══ Extracted records

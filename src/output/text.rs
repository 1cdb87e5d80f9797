//! Text output formatter for human-readable display
//!
//! This module provides:
//! - Per-package status lines with colors
//! - Impacted files and lines under each breaking package
//! - Fix suggestions and warnings in verbose mode
//! - Summary with status breakdown

use crate::domain::{AnalysisReport, ImpactReport, PackageResult, VersionStatus};
use crate::output::{OutputFormatter, Verbosity};
use colored::Colorize;
use std::io::Write;

/// Text formatter for human-readable output
pub struct TextFormatter {
    verbosity: Verbosity,
    color: bool,
}

impl TextFormatter {
    /// Create a new text formatter
    pub fn new(verbosity: Verbosity) -> Self {
        Self::with_color(verbosity, true)
    }

    /// Create a new text formatter with color option
    pub fn with_color(verbosity: Verbosity, color: bool) -> Self {
        Self { verbosity, color }
    }

    fn status_label(&self, status: VersionStatus) -> String {
        let label = status.as_str();
        if !self.color {
            return label.to_string();
        }
        match status {
            VersionStatus::Breaking => label.red().bold().to_string(),
            VersionStatus::Outdated => label.yellow().to_string(),
            VersionStatus::UpToDate => label.green().to_string(),
            VersionStatus::Unknown => label.dimmed().to_string(),
        }
    }

    fn is_listed(&self, status: VersionStatus) -> bool {
        match status {
            VersionStatus::Breaking | VersionStatus::Outdated => true,
            VersionStatus::UpToDate | VersionStatus::Unknown => {
                self.verbosity == Verbosity::Verbose
            }
        }
    }

    /// Format a single package status line
    fn format_package_line(
        &self,
        result: &PackageResult,
        max_name_len: usize,
        writer: &mut dyn Write,
    ) -> std::io::Result<()> {
        let current = result.current_version.as_deref().unwrap_or("?");
        let latest = result.latest_version.as_deref().unwrap_or("?");
        let label = self.status_label(result.status);

        if self.color {
            let name_display = format!("{:width$}", result.package, width = max_name_len);
            writeln!(
                writer,
                "  {} {} {} {} [{}]",
                name_display.bold(),
                current.dimmed(),
                "→".dimmed(),
                latest.bright_white().bold(),
                label
            )
        } else {
            writeln!(
                writer,
                "  {:width$} {} -> {} [{}]",
                result.package,
                current,
                latest,
                label,
                width = max_name_len
            )
        }
    }

    fn format_impacted_files(
        &self,
        result: &PackageResult,
        writer: &mut dyn Write,
    ) -> std::io::Result<()> {
        if result.impacted_files.is_empty() {
            let message = "no usages found";
            if self.color {
                writeln!(writer, "      {}", message.dimmed())?;
            } else {
                writeln!(writer, "      {}", message)?;
            }
            return Ok(());
        }

        for file in &result.impacted_files {
            if self.color {
                writeln!(writer, "      {}", file.file.cyan())?;
            } else {
                writeln!(writer, "      {}", file.file)?;
            }
            for impact in &file.impacts {
                if self.color {
                    writeln!(
                        writer,
                        "        {} {}  {}",
                        format!("{:>5}:", impact.line).dimmed(),
                        impact.context,
                        format!("({})", impact.api).dimmed()
                    )?;
                } else {
                    writeln!(
                        writer,
                        "        {:>5}: {}  ({})",
                        impact.line, impact.context, impact.api
                    )?;
                }

                if self.verbosity != Verbosity::Verbose {
                    continue;
                }
                if let Some(fix) = &impact.ai_fix {
                    let confidence = (fix.confidence * 100.0).round() as u32;
                    writeln!(
                        writer,
                        "               fix ({}%): {}",
                        confidence, fix.explanation
                    )?;
                    if let Some(code) = &fix.fixed_code {
                        for line in code.lines() {
                            writeln!(writer, "               | {}", line)?;
                        }
                    }
                    if let Some(notes) = &fix.migration_notes {
                        writeln!(writer, "               notes: {}", notes)?;
                    }
                }
            }
        }
        Ok(())
    }

    /// Writes the usages of one breaking package, as printed while watching
    pub fn format_impact(&self, impact: &ImpactReport, writer: &mut dyn Write) -> std::io::Result<()> {
        let header = format!(
            "{} {} -> {}: {} usage(s)",
            impact.package,
            impact.current_version.as_deref().unwrap_or("?"),
            impact.latest_version.as_deref().unwrap_or("?"),
            impact.usage_count()
        );
        if self.color {
            writeln!(writer, "{}", header.red().bold())?;
        } else {
            writeln!(writer, "{}", header)?;
        }
        for file in &impact.files {
            writeln!(writer, "  {}", file.file.display())?;
            for usage in &file.usages {
                writeln!(writer, "    {:>5}: {}  ({})", usage.line, usage.context, usage.symbol)?;
            }
        }
        Ok(())
    }

    fn format_summary(&self, report: &AnalysisReport, writer: &mut dyn Write) -> std::io::Result<()> {
        let impacted_lines: usize = report.results.iter().map(PackageResult::impact_count).sum();

        if self.verbosity == Verbosity::Quiet {
            if report.has_breaking() {
                let line = format!(
                    "{} breaking, {} impacted line(s)",
                    report.breaking_changes, impacted_lines
                );
                if self.color {
                    writeln!(writer, "{}", line.red())?;
                } else {
                    writeln!(writer, "{}", line)?;
                }
            } else if self.color {
                writeln!(writer, "{}", "No breaking changes".green())?;
            } else {
                writeln!(writer, "No breaking changes")?;
            }
            return Ok(());
        }

        if self.color {
            writeln!(writer, "{}:", "Summary".bold())?;
            writeln!(
                writer,
                "  {} dependencies: {} breaking, {} outdated, {} up-to-date, {} unknown",
                report.total_dependencies,
                report.breaking_changes.to_string().red(),
                report.outdated_packages.to_string().yellow(),
                report.up_to_date_packages.to_string().green(),
                report.unknown_packages.to_string().dimmed()
            )?;
        } else {
            writeln!(writer, "Summary:")?;
            writeln!(
                writer,
                "  {} dependencies: {} breaking, {} outdated, {} up-to-date, {} unknown",
                report.total_dependencies,
                report.breaking_changes,
                report.outdated_packages,
                report.up_to_date_packages,
                report.unknown_packages
            )?;
        }
        writeln!(writer, "  {} impacted line(s)", impacted_lines)?;
        Ok(())
    }
}

impl OutputFormatter for TextFormatter {
    fn format(&self, report: &AnalysisReport, writer: &mut dyn Write) -> std::io::Result<()> {
        if self.verbosity == Verbosity::Quiet {
            return self.format_summary(report, writer);
        }

        if self.color {
            writeln!(writer, "{} {}", "Repository:".bold(), report.repository)?;
        } else {
            writeln!(writer, "Repository: {}", report.repository)?;
        }
        writeln!(writer)?;

        let listed: Vec<&PackageResult> = report
            .results
            .iter()
            .filter(|r| self.is_listed(r.status))
            .collect();
        let max_name_len = listed.iter().map(|r| r.package.len()).max().unwrap_or(0).max(20);

        if listed.is_empty() {
            writeln!(writer, "  All dependencies are up to date")?;
        }
        for result in &listed {
            self.format_package_line(result, max_name_len, writer)?;
            if result.status == VersionStatus::Breaking {
                self.format_impacted_files(result, writer)?;
            }
        }
        writeln!(writer)?;

        if self.verbosity == Verbosity::Verbose && !report.warnings.is_empty() {
            if self.color {
                writeln!(writer, "{}:", "Warnings".yellow().bold())?;
            } else {
                writeln!(writer, "Warnings:")?;
            }
            for warning in &report.warnings {
                writeln!(writer, "  - {}", warning)?;
            }
            writeln!(writer)?;
        }

        self.format_summary(report, writer)
    }
}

════

Using the data above, return every line that contains the string "width".

            let name_display = format!("{:width$}", result.package, width = max_name_len);
                "  {:width$} {} -> {} [{}]",
                width = max_name_len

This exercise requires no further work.